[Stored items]
┄┄┄┄┄┄
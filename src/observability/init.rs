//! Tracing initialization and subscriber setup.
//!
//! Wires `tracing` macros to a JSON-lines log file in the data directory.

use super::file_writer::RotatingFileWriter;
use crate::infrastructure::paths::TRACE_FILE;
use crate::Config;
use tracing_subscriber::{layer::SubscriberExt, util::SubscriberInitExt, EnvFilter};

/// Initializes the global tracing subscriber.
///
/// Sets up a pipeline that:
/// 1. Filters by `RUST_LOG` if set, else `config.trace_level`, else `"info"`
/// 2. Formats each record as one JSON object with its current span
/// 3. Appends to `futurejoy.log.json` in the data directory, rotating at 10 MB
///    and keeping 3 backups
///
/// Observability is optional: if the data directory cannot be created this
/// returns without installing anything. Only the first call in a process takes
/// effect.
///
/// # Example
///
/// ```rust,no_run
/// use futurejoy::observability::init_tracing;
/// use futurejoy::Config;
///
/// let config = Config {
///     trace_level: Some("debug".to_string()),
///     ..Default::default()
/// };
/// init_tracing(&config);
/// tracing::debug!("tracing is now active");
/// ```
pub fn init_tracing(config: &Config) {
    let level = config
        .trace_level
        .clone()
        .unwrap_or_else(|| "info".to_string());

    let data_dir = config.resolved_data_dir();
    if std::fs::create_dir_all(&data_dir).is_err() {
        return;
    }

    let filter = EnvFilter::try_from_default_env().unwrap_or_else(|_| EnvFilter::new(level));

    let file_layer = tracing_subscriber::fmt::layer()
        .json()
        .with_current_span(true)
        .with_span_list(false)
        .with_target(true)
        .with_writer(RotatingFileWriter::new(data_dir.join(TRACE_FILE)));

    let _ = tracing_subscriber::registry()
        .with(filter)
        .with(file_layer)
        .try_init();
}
┄┄┄┄┄┄
• PROBLEM TO WORK ON: Pick out, from the lines above, every one that contains the string "directory".

• ANSWER TO THE EXERCISE:
//! Wires `tracing` macros to a JSON-lines log file in the data directory.
/// 3. Appends to `futurejoy.log.json` in the data directory, rotating at 10 MB
/// Observability is optional: if the data directory cannot be created this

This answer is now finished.